地上最高速度654km/h!『ディフェンダー・オクタ』が水素エンジンによる記録樹立をサポート【米ボンネビル・ソルトフラッツ】
公開 : 2026.08.25 07:05
世界最高速度が競われるボンネビル・ソルトフラッツで、水素エンジンクラスの世界記録654km/hを樹立した『JCBハイドロマックス』。その挑戦を支えたのはディフェンダー・オクタのオールテレーンなパフォーマンスでした。
ディフェンダー・オクタがレコードブレーカーをサポート
ジャガー・ランドローバーは、米国ユタ州のボンネビル・ソルトフラッツで開催されたスピードウィークにおいて、『ディフェンダー・オクタ』が水素エンジン車『JCBハイドロマックス』の地上最高速度記録への挑戦をサポートし、新記録の樹立に貢献したと発表した。
JCBハイドロマックスは、英国空軍出身のドライバーで世界地上最高速度記録保持者あるアンディ・グリーンOBEの操縦により、時速406.320マイル(約654km/h)を記録し、SCTA(サザン・カリフォルニア・タイミング・アソシエーション)の速度記録および、FIA(世界自動車連盟)公認の『水素自動車による地上最高速度世界記録』を樹立した。

記録走行では、最高出力635psのディフェンダー・オクタのフロントに専用のプッシュプレートを装着し、静止状態のJCBハイドロマックスを最大300mにわたって押し出す役割を担った。
競技の規定では、走行開始時に最大300mのプッシュスタートが認められており、ディフェンダー・オクタのプッシュによりJCBハイドロマックスは時速60マイル(約97km/h)に達すると、自力で加速して記録へと挑んだ。
6Dダイナミクスサスで安定したプッシュを実現
レコードブレーカーを300mにわたって保持するためのプッシュプレートは、ディフェンダー・オクタに標準装備されるウインチマウントをベースに補強材などを加えるなどの改造を施して固定された。
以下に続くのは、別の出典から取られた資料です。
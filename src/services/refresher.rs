//! Periodic validator-state refresh.
//!
//! Runs once at startup and then every minute: pulls the validator record,
//! signing info, slashing window, staking pool, rewards, denom metadata,
//! chain economics, and the open-governance set, and swaps the chain's
//! `ValInfo` pair so the evaluator can detect transitions. Individual query
//! failures are logged and skipped; the next cycle retries.

use std::sync::Arc;
use std::time::Duration;

use tokio::sync::watch;
use tracing::{info, warn};

use crate::models::{DisplayCoin, MonitorError, ValInfo};
use crate::services::provider::{BaseCoin, ChainDataProvider, ValidatorRecord};
use crate::services::{App, Chain};
use crate::utils::address;
use crate::utils::metrics::MetricKind;

const REFRESH_INTERVAL: Duration = Duration::from_secs(60);

pub struct ValidatorRefresher {
	chain: Arc<Chain>,
	app: Arc<App>,
	provider: Box<dyn ChainDataProvider>,
}

impl ValidatorRefresher {
	pub fn new(chain: Arc<Chain>, app: Arc<App>, provider: Box<dyn ChainDataProvider>) -> Self {
		Self {
			chain,
			app,
			provider,
		}
	}

	/// Refreshes immediately, then on the interval until shutdown.
	pub async fn run(&self, mut shutdown: watch::Receiver<bool>) {
		if let Err(e) = self.refresh(true).await {
			warn!("initial validator refresh for {} failed: {e}", self.chain.name);
			self.chain.set_last_error(&e).await;
		}
		let mut ticker = tokio::time::interval(REFRESH_INTERVAL);
		ticker.tick().await; // the immediate tick; the first refresh just ran
		loop {
			tokio::select! {
				_ = shutdown.changed() => break,
				_ = ticker.tick() => {
					if let Err(e) = self.refresh(false).await {
						warn!("validator refresh for {} failed: {e}", self.chain.name);
						self.chain.set_last_error(&e).await;
					}
				}
			}
		}
	}

	/// The validator record, honoring a directly-configured consensus
	/// address.
	async fn fetch_record(&self) -> Result<ValidatorRecord, MonitorError> {
		let valoper = &self.chain.config.valoper_address;
		if valoper.contains("valcons") {
			// consensus address given directly; the staking record is not
			// reachable through it
			return Ok(ValidatorRecord {
				address_hash: address::decode_bytes(valoper)?,
				moniker: valoper.clone(),
				bonded: true,
				..Default::default()
			});
		}
		self.provider.query_validator().await
	}

	/// Derives the bech32 consensus address and the matching 20-byte hash.
	fn derive_valcons(&self, record: &ValidatorRecord) -> Result<(String, Vec<u8>), MonitorError> {
		let over = &self.chain.config.valcons_override;
		if !over.is_empty() {
			return Ok((over.clone(), address::decode_bytes(over)?));
		}
		let valoper = &self.chain.config.valoper_address;
		if valoper.contains("valcons") {
			return Ok((valoper.clone(), address::decode_bytes(valoper)?));
		}
		if record.address_hash.is_empty() {
			return Err(MonitorError::NotFound(format!(
				"no consensus address for {valoper}; set valcons_override"
			)));
		}
		let valcons = address::valcons_from_valoper(valoper, &record.address_hash)?;
		Ok((valcons, record.address_hash.clone()))
	}

	fn to_display(coins: &[BaseCoin], exponent: u32, display_denom: &str) -> Vec<DisplayCoin> {
		let scale = 10f64.powi(exponent as i32);
		coins
			.iter()
			.map(|c| DisplayCoin {
				denom: if display_denom.is_empty() {
					c.denom.clone()
				} else {
					display_denom.to_string()
				},
				amount: c.amount / scale,
			})
			.collect()
	}

	pub async fn refresh(&self, first: bool) -> Result<(), MonitorError> {
		let record = self.fetch_record().await?;
		let (valcons, conspub) = self.derive_valcons(&record)?;

		if first {
			if record.bonded {
				info!(
					"found {} ({}) in the active set",
					self.chain.config.valoper_address, record.moniker
				);
			} else {
				warn!(
					"{} ({}) is NOT in the active set",
					self.chain.config.valoper_address, record.moniker
				);
			}
			info!("{} is using consensus address {valcons}", self.chain.name);
		}

		// denom metadata is fetched once; the reward denom tells us which
		// metadata to ask for
		let mut denom_metadata = self.chain.state.read().await.denom_metadata.clone();

		let rewards_commission = match self.provider.query_rewards_commission().await {
			Ok(rc) => Some(rc),
			Err(MonitorError::NotSupported(_)) => None,
			Err(e) => {
				warn!("rewards query for {} failed: {e}", self.chain.name);
				None
			}
		};

		if denom_metadata.is_none() {
			if let Some(rc) = &rewards_commission {
				let denom = rc
					.commission
					.first()
					.or_else(|| rc.rewards.first())
					.map(|c| c.denom.clone())
					.unwrap_or_default();
				if !denom.is_empty() {
					match self.provider.query_denom_metadata(&denom).await {
						Ok(meta) => denom_metadata = Some(meta),
						Err(MonitorError::NotSupported(_)) => {}
						Err(e) => warn!("denom metadata for {} failed: {e}", self.chain.name),
					}
				}
			}
		}
		let exponent = denom_metadata
			.as_ref()
			.map(|m| m.display_exponent())
			.unwrap_or(6);
		let display_denom = denom_metadata
			.as_ref()
			.map(|m| {
				if m.display.is_empty() {
					m.base.clone()
				} else {
					m.display.clone()
				}
			})
			.unwrap_or_default();
		let scale = 10f64.powi(exponent as i32);

		let signing = match self.provider.query_signing_info(&valcons).await {
			Ok(s) => Some(s),
			Err(MonitorError::NotSupported(_)) => None,
			Err(e) => {
				warn!("signing info for {} failed: {e}", self.chain.name);
				None
			}
		};

		let window = match self.provider.query_slashing_params().await {
			Ok(w) => Some(w),
			Err(MonitorError::NotSupported(_)) => None,
			Err(e) => {
				warn!("slashing params for {} failed: {e}", self.chain.name);
				None
			}
		};

		let pool = match self.provider.query_pool().await {
			Ok(p) => Some(p),
			Err(MonitorError::NotSupported(_)) => None,
			Err(e) => {
				warn!("staking pool for {} failed: {e}", self.chain.name);
				None
			}
		};

		let base_denom = denom_metadata
			.as_ref()
			.map(|m| m.base.clone())
			.unwrap_or_default();
		let chain_info = match self.provider.query_chain_info(&base_denom).await {
			Ok(ci) => Some(ci),
			Err(MonitorError::NotSupported(_)) => None,
			Err(e) => {
				warn!("chain info for {} failed: {e}", self.chain.name);
				None
			}
		};

		// governance set; a vote-lookup failure leaves the proposal in the
		// unvoted set rather than dropping the alert
		let unvoted = match self.provider.query_open_proposals().await {
			Ok(proposals) => {
				let mut unvoted = Vec::new();
				for proposal in proposals {
					match self.provider.query_has_voted(proposal.proposal_id).await {
						Ok(true) => {}
						Ok(false) => unvoted.push(proposal),
						Err(e) => {
							warn!(
								"vote lookup for proposal {} on {} failed: {e}",
								proposal.proposal_id, self.chain.name
							);
							unvoted.push(proposal);
						}
					}
				}
				Some(unvoted)
			}
			Err(MonitorError::NotSupported(_)) => None,
			Err(e) => {
				warn!("governance query for {} failed: {e}", self.chain.name);
				None
			}
		};

		// fiat price for the dashboard, served from the TTL cache; fetched
		// before taking the state lock
		let crypto_price = match &self.app.price {
			Some(price_client) if !self.chain.config.slug.is_empty() => {
				price_client.price(&self.chain.config.slug).await.ok()
			}
			_ => None,
		};

		let mut state = self.chain.state.write().await;
		let previous = state.val.clone();

		let mut val = ValInfo {
			moniker: record.moniker.clone(),
			bonded: record.bonded,
			jailed: record.jailed,
			tombstoned: previous.tombstoned,
			missed: previous.missed,
			window: previous.window,
			min_signed_fraction: previous.min_signed_fraction,
			conspub,
			valcons,
			delegated_tokens: record.tokens / scale,
			voting_power_percent: previous.voting_power_percent,
			commission_rate: record.commission_rate,
			self_delegation_rewards: previous.self_delegation_rewards.clone(),
			commission: previous.commission.clone(),
			validator_apr: previous.validator_apr,
			projected_30d_rewards: previous.projected_30d_rewards,
		};

		if let Some(signing) = signing {
			val.missed = signing.missed_blocks;
			val.tombstoned = signing.tombstoned;
			if signing.tombstoned && !previous.tombstoned {
				warn!(
					"{} ({}) is tombstoned",
					self.chain.config.valoper_address, record.moniker
				);
			}
		}
		if let Some(window) = window {
			val.window = window.signed_blocks_window;
			val.min_signed_fraction = window.min_signed_per_window;
		}
		if let Some(pool) = pool {
			if pool.bonded_tokens > 0.0 {
				val.voting_power_percent = 100.0 * record.tokens / pool.bonded_tokens;
			}
			state.economics.total_bonded_tokens = pool.bonded_tokens / scale;
		}
		if let Some(rc) = &rewards_commission {
			val.self_delegation_rewards = Self::to_display(&rc.rewards, exponent, &display_denom);
			val.commission = Self::to_display(&rc.commission, exponent, &display_denom);
		}
		if let Some(ci) = chain_info {
			state.economics.total_supply = ci.total_supply / scale;
			state.economics.community_tax = ci.community_tax;
			state.economics.inflation_rate = if self.chain.config.inflation_rate > 0.0 {
				self.chain.config.inflation_rate
			} else {
				ci.inflation_rate
			};
			if state.economics.total_bonded_tokens > 0.0 {
				state.economics.base_apr = state.economics.total_supply
					* state.economics.inflation_rate
					* (1.0 - state.economics.community_tax)
					/ state.economics.total_bonded_tokens;
				val.validator_apr = state.economics.base_apr * (1.0 - val.commission_rate);
				val.projected_30d_rewards = val.delegated_tokens * val.validator_apr / 12.0;
			}
		}

		if let Some(unvoted) = unvoted {
			state.unvoted_proposals = unvoted;
		}

		state.denom_metadata = denom_metadata;
		// keep a real previous snapshot only once we have seen the validator
		state.last_val = (previous.moniker != ValInfo::default().moniker).then_some(previous);
		state.val = val;
		state.last_error = None;
		if crypto_price.is_some() {
			state.crypto_price = crypto_price;
		}

		let moniker = state.val.moniker.clone();
		let missed = state.val.missed;
		let window_size = state.val.window;
		let unvoted_count = state.unvoted_proposals.len();
		drop(state);

		self.app.stat(self.chain.mk_update(
			&moniker,
			MetricKind::WindowMissed,
			missed as f64,
			"",
		));
		self.app.stat(self.chain.mk_update(
			&moniker,
			MetricKind::WindowSize,
			window_size as f64,
			"",
		));
		self.app.stat(self.chain.mk_update(
			&moniker,
			MetricKind::UnvotedProposals,
			unvoted_count as f64,
			"",
		));
		if first {
			self.app.stat(self.chain.mk_update(
				&moniker,
				MetricKind::TotalNodes,
				self.chain.fleet.total_count().await as f64,
				"",
			));
		}

		self.app.publish_status(&self.chain).await;
		Ok(())
	}
}

#[cfg(test)]
mod tests {
	use super::*;

	#[test]
	fn display_conversion_scales_by_exponent() {
		let coins = vec![BaseCoin {
			denom: "uatom".into(),
			amount: 2_500_000.0,
		}];
		let display = ValidatorRefresher::to_display(&coins, 6, "atom");
		assert_eq!(
			display,
			vec![DisplayCoin {
				denom: "atom".into(),
				amount: 2.5,
			}]
		);
	}

	#[test]
	fn display_conversion_keeps_denom_when_unknown() {
		let coins = vec![BaseCoin {
			denom: "unam".into(),
			amount: 1_000_000.0,
		}];
		let display = ValidatorRefresher::to_display(&coins, 6, "");
		assert_eq!(display[0].denom, "unam");
		assert_eq!(display[0].amount, 1.0);
	}
}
重量2550kgのJCBハイドロマックスを海抜2244mに相当する薄い空気の中、300mで目標速度の約97km/hまで加速させるディフェンダー・オクタには、48Vマイルドハイブリッドシステムを備えたツインターボV8エンジンと4WDシステムが備えられている。

さらに、油圧連動の連続可変セミアクティブダンパーを用いた『6Dダイナミクスサスペンション』が、急加速時の車体のロールとピッチを制御し、プッシュプレートの角度を維持、JCBハイドロマックスの安定したプッシュを可能とした。
ディフェンダー・オクタの車体前部には、プッシュプレートなどの相当な重量物が取り付けられるため、当初はバランス調整のためのバラスト(重り)を積むことも考えたというが、『6Dダイナミクスサスペンション』のおかげで、一切の重りを積むことなく車体を水平に保つことができた。
また、ディフェンダー・オクタの優れたオールテレイン(全地形対応)により、記録挑戦の走行後に当初の位置から数マイルも離れた位置にいるJCBハイドロマックスのもとへと、素早い移動が可能であったという。
これらディフェンダー・オクタの優れたパフォーマンスにより、偉大なる記録が樹立されたといえるだろう。